DEK A data encryption key in data_encryption_keys, using a dek_ id.
Wrapping key Provider-managed material used to protect a DEK. It may live in KMS, a secret manager, an environment variable, a file, or config.
Provider version Version metadata from the wrapping provider. It is stored on the DEK so AuthProxy can detect stale wrapping.
Target DEK The current DEK a namespace should use for new writes and re-encryption.
erDiagram
    keys ||--o{ data_encryption_keys : owns
    keys ||--o{ namespaces : selected_by
    data_encryption_keys ||--o{ namespaces : target_for
    data_encryption_keys ||--o{ encrypted_fields : referenced_by

    keys {
        string id "key_..."
        string namespace
        string usage
        string material_type
        string state
        json encrypted_key_data
        json labels
        json annotations
        timestamp encrypted_at
        timestamp created_at
        timestamp updated_at
        timestamp deleted_at
    }

    data_encryption_keys {
        string id "dek_..."
        string key_id
        string provider
        string provider_id
        string provider_version
        json provider_metadata
        json protected_data
        bool is_current
        timestamp created_at
        timestamp updated_at
        timestamp deleted_at
    }

    namespaces {
        string path
        string key_id
        string target_data_encryption_key_id
    }

    encrypted_fields {
        string id "dek_..."
        string d "ciphertext"
    }

keys replaces encryption_keys as the general key registry.
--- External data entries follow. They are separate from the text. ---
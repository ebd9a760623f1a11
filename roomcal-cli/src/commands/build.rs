use std::path::Path;

use anyhow::Result;
use owo_colors::OwoColorize;
use roomcal_core::{FeedSource, RoomcalConfig};

use crate::utils::tui::create_spinner;

pub async fn run(config: &RoomcalConfig, out: &Path) -> Result<()> {
    let source = FeedSource::from_config(config);

    let spinner = create_spinner(format!("Loading {}", source));
    let result = roomcal_core::refresh(&source, config).await;
    spinner.finish_and_clear();

    let store = result?;
    store.write_payload(out)?;

    println!(
        "{} {} records to {}",
        "Wrote".green(),
        store.len(),
        out.display()
    );

    Ok(())
}

#[cfg(test)]
mod tests {
    use super::*;

    const FEED: &str = "BEGIN:VCALENDAR\r\n\
VERSION:2.0\r\n\
PRODID:TEST\r\n\
BEGIN:VEVENT\r\n\
UID:a\r\n\
SUMMARY:Seminar\r\n\
LOCATION:Exactum\\, A123\r\n\
DTSTART:20250317T080000Z\r\n\
DTEND:20250317T100000Z\r\n\
END:VEVENT\r\n\
END:VCALENDAR\r\n";

    #[tokio::test]
    async fn test_build_writes_payload() {
        let dir = tempfile::tempdir().unwrap();
        let feed = dir.path().join("building13.ics");
        std::fs::write(&feed, FEED).unwrap();
        let out = dir.path().join("dist").join("events.json");

        let config = RoomcalConfig {
            local_path: feed,
            ..RoomcalConfig::default()
        };
        run(&config, &out).await.unwrap();

        let written = std::fs::read_to_string(&out).unwrap();
        let store = roomcal_core::EventStore::from_json(&written).unwrap();
        assert_eq!(store.len(), 1);
        assert_eq!(store.records()[0].location.room, "A123");
    }

    #[tokio::test]
    async fn test_build_fails_on_missing_feed() {
        let dir = tempfile::tempdir().unwrap();
        let config = RoomcalConfig {
            local_path: dir.path().join("missing.ics"),
            ..RoomcalConfig::default()
        };
        assert!(run(&config, &dir.path().join("events.json")).await.is_err());
    }
}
It is not limited to data encryption; future key usages can include public keys used to validate JWT signatures.

Initial required fields:

  • id: uses the key_ prefix. The global key becomes key_global.
  • namespace: namespace ownership and inheritance boundary.
  • usage: why the key exists. The initial usage is data encryption.
  • material_type: the kind of backing material, such as symmetric, public, private, or external provider-managed material.
  • state: lifecycle state, initially active or disabled.
  • encrypted_key_data: encrypted provider configuration for data-encryption wrapping keys. Future non-secret public-key records do not need to use this field if their material is intentionally public.

The migration should rename API, core, SDK, Terraform, and route language from encryption_key to key.

data_encryption_keys becomes the runtime encryption material table. A DEK is the key used by AES-GCM to encrypt application data in the database.

Each DEK belongs to exactly one keys.id through key_id. The DEK row stores the protected key material and enough provider metadata to determine whether it is still wrapped with the latest provider material.

Required behavior:

  • id uses the dek_ prefix.
  • key_id references keys.id.
  • protected_data stores wrapped or encrypted DEK material, never plaintext.
  • provider, provider_id, provider_version, and provider_metadata record the wrapping provider state used to protect the DEK.
  • is_current selects the DEK used for new writes under that key.

Plaintext DEKs may be cached in memory by the encrypt service, but plaintext DEK material must not be stored in the database.

encryption_key_versions goes away. Provider versions are not AuthProxy key versions. They are wrapping metadata on each DEK.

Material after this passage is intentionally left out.